On July 1st, the European Space Agency (ESA) is set to launch a new space telescope, Euclid. With contributions from NASA, the mission will seek to understand the unknown cause for the accelerating expansion, called dark energy, and its effects on the evolution of our universe.
The Euclid spacecraft measures about 14.5 feet (4.4 meters) long, or about the average size of a canoe, and houses a 1.2-meter telescope. It will catch a ride to space aboard Space X’s Falcon 9 rocket from Cape Canaveral, Florida.
After launch, Euclid will follow a course to its final orbital location, the Sun-Earth Lagrange point L2. (This is also where the James Webb Space Telescope orbits.) It will take Euclid about four weeks to get to L2, which is located about 930,000 miles (1.5 million kilometers) from Earth, where the craft will face away from the Sun.

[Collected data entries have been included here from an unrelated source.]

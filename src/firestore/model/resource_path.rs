use std::fmt::{Display, Formatter};
use std::ops::Deref;

use crate::error::{FirestoreError, FirestoreResult};

/// A slash-separated path to a collection or document.
#[derive(Clone, Debug, Default, PartialEq, Eq, Hash, PartialOrd, Ord)]
pub struct ResourcePath {
    segments: Vec<String>,
}

impl ResourcePath {
    pub fn root() -> Self {
        Self::default()
    }

    pub fn from_segments<I, S>(segments: I) -> Self
    where
        I: IntoIterator<Item = S>,
        S: Into<String>,
    {
        Self {
            segments: segments.into_iter().map(Into::into).collect(),
        }
    }

    /// Parses a path such as `rooms/eros/messages`.
    ///
    /// Leading and trailing slashes are ignored; empty inner segments are not.
    pub fn from_string(path: &str) -> FirestoreResult<Self> {
        let trimmed = path.trim_matches('/');
        if trimmed.is_empty() {
            return Ok(Self::root());
        }
        if trimmed.contains("//") {
            return Err(FirestoreError::invalid_argument(format!(
                "Invalid path ({path}). Paths must not contain // in them."
            )));
        }
        Ok(Self::from_segments(trimmed.split('/')))
    }

    pub fn len(&self) -> usize {
        self.segments.len()
    }

    pub fn is_empty(&self) -> bool {
        self.segments.is_empty()
    }

    pub fn last_segment(&self) -> Option<&str> {
        self.segments.last().map(String::as_str)
    }

    /// Returns this path followed by one more segment.
    pub fn child(&self, segment: impl Into<String>) -> Self {
        let mut segments = self.segments.clone();
        segments.push(segment.into());
        Self { segments }
    }

    /// Returns this path followed by every segment of `other`.
    pub fn append(&self, other: &ResourcePath) -> Self {
        let mut segments = self.segments.clone();
        segments.extend(other.segments.iter().cloned());
        Self { segments }
    }

    pub fn without_last(&self) -> Self {
        let mut segments = self.segments.clone();
        segments.pop();
        Self { segments }
    }

    pub fn canonical_string(&self) -> String {
        self.segments.join("/")
    }
}

impl Display for ResourcePath {
    fn fmt(&self, f: &mut Formatter<'_>) -> std::fmt::Result {
        write!(f, "{}", self.canonical_string())
    }
}

impl Deref for ResourcePath {
    type Target = [String];

    fn deref(&self) -> &Self::Target {
        &self.segments
    }
}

Once in orbit, mission operators will turn on and verify that Euclid’s two instruments are functioning. Euclid’s team will calibrate the telescope and prepare it for observations one to three months after launch.

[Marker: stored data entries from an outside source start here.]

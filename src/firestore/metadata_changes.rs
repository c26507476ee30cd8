use serde::{Deserialize, Serialize};

/// Controls whether metadata-only changes trigger snapshot events.
#[derive(Debug, Clone, Copy, Default, PartialEq, Eq, Hash, Serialize, Deserialize)]
#[serde(rename_all = "lowercase")]
pub enum MetadataChanges {
    /// Listen to changes in metadata as well as data.
    ///
    /// Snapshot events will be triggered on metadata changes in addition to data changes.
    Include,

    /// Do not listen to metadata-only changes.
    ///
    /// Snapshot events will only be triggered when the document data changes.
    /// This is the default behavior.
    #[default]
    Exclude,
}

The mission will create the universe’s largest and most accurate 3D map by observing billions of galaxies out to a distance of 10 billion light-years. In total, Euclid will survey more than a third of the sky. With these observations, scientists will piece together how and large-scale structures of the universe have expanded over time. The mission also aims to uncover more about gravity’s role in the universe and the behavior of dark energy and dark matter.
The dark universe
Since its birth, the universe has been expanding. After discovering this fact, researchers at first thought that the gravity of matter strewn throughout space would ultimately slow the expansion. Instead, after observing supernovae in the 1990s with the Hubble Space Telescope, astronomers found that about six to eight billion years ago, the universe’s expansion began accelerating, although no one understands why.
The phenomenon driving the acceleration is called dark energy, which is different from dark matter. About 68 percent of the universe is made of this dark energy. Euclid will look for the influence of dark energy or changes in gravity’s influence throughout the universe over time by observing how galaxies have clustered together during different cosmic eras in its history.

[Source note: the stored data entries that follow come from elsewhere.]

//! The Firestore handle shared by queries and snapshots

use std::fmt;
use std::sync::Arc;

use super::core::{self, Executor, FirestoreClient, SerialExecutor};
use super::model::ResourcePath;
use super::query::Query;
use crate::error::{FirestoreError, FirestoreResult};

/// Firestore database handle
///
/// Cheap to clone. Every clone shares the same sync client and user executor;
/// two handles compare equal when they share them.
#[derive(Clone)]
pub struct Firestore {
    pub(crate) inner: Arc<FirestoreInner>,
}

pub(crate) struct FirestoreInner {
    client: Arc<dyn FirestoreClient>,
    user_executor: Arc<dyn Executor>,
}

impl Firestore {
    /// Create a Firestore handle over `client`, delivering listener callbacks
    /// on `user_executor`
    pub fn new(client: Arc<dyn FirestoreClient>, user_executor: Arc<dyn Executor>) -> Self {
        Self {
            inner: Arc::new(FirestoreInner {
                client,
                user_executor,
            }),
        }
    }

    /// Create a Firestore handle whose callbacks run on a [`SerialExecutor`]
    /// bound to the current tokio runtime
    pub fn with_current_runtime(client: Arc<dyn FirestoreClient>) -> FirestoreResult<Self> {
        let executor = SerialExecutor::current()?;
        Ok(Self::new(client, Arc::new(executor)))
    }

    /// A query over the collection at `collection_path`
    ///
    /// The path must have an odd number of segments, e.g. `rooms` or
    /// `rooms/eros/messages`.
    pub fn collection(&self, collection_path: &str) -> FirestoreResult<Query> {
        let path = ResourcePath::from_string(collection_path)?;
        if path.len() % 2 != 1 {
            return Err(FirestoreError::invalid_argument(format!(
                "Invalid collection reference. Collection references must have an odd number \
                 of segments, but {collection_path} has {}",
                path.len()
            )));
        }
        Ok(Query::new(core::Query::new(path), self.clone()))
    }

    /// A query over every collection named `collection_id`
    pub fn collection_group(&self, collection_id: &str) -> FirestoreResult<Query> {
        let query = core::Query::collection_group(collection_id)?;
        Ok(Query::new(query, self.clone()))
    }

    pub(crate) fn client(&self) -> &Arc<dyn FirestoreClient> {
        &self.inner.client
    }

    pub(crate) fn user_executor(&self) -> &Arc<dyn Executor> {
        &self.inner.user_executor
    }
}

impl PartialEq for Firestore {
    fn eq(&self, other: &Self) -> bool {
        Arc::ptr_eq(&self.inner, &other.inner)
    }
}

impl Eq for Firestore {}

impl fmt::Debug for Firestore {
    fn fmt(&self, f: &mut fmt::Formatter<'_>) -> fmt::Result {
        f.debug_struct("Firestore")
            .field("inner", &Arc::as_ptr(&self.inner))
            .finish()
    }
}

Dark matter, on the other hand, is composed of particles and is estimated to make up 27 percent of the total contents of the universe. Dark matter is invisible, making it difficult to detect. But like normal matter, dark matter has mass and gravity, an attractive force. So, astronomers can observe it indirectly, such as when galaxy clusters warp the light of objects behind them, called gravitational lensing. Because all the visible matter seen in galaxy clusters is insufficient to create the exact warping effects observed, researchers believe dark matter provides the added gravity for the distortions. So, Euclid will study the accumulation of dark matter throughout the universe using gravitational lensing.
Euclid isn’t the only telescope aiming to answer vital questions about our universe’s history and future. NASA will launch the Nancy Grace Roman Space Telescope by May 2027, which will team up with Euclid to study cosmic acceleration.
“Twenty-five years after its discovery, the universe’s accelerated expansion remains one of the most pressing mysteries in astrophysics,” said Jason Rhodes, a senior research scientist at NASA’s Jet Propulsion Laboratory and deputy project scientist for Roman and the U.S. science lead for Euclid, in a statement. “With these upcoming telescopes, we will measure dark energy in different ways and with far more precision than previously achievable, opening up a new era of exploration into this mystery.”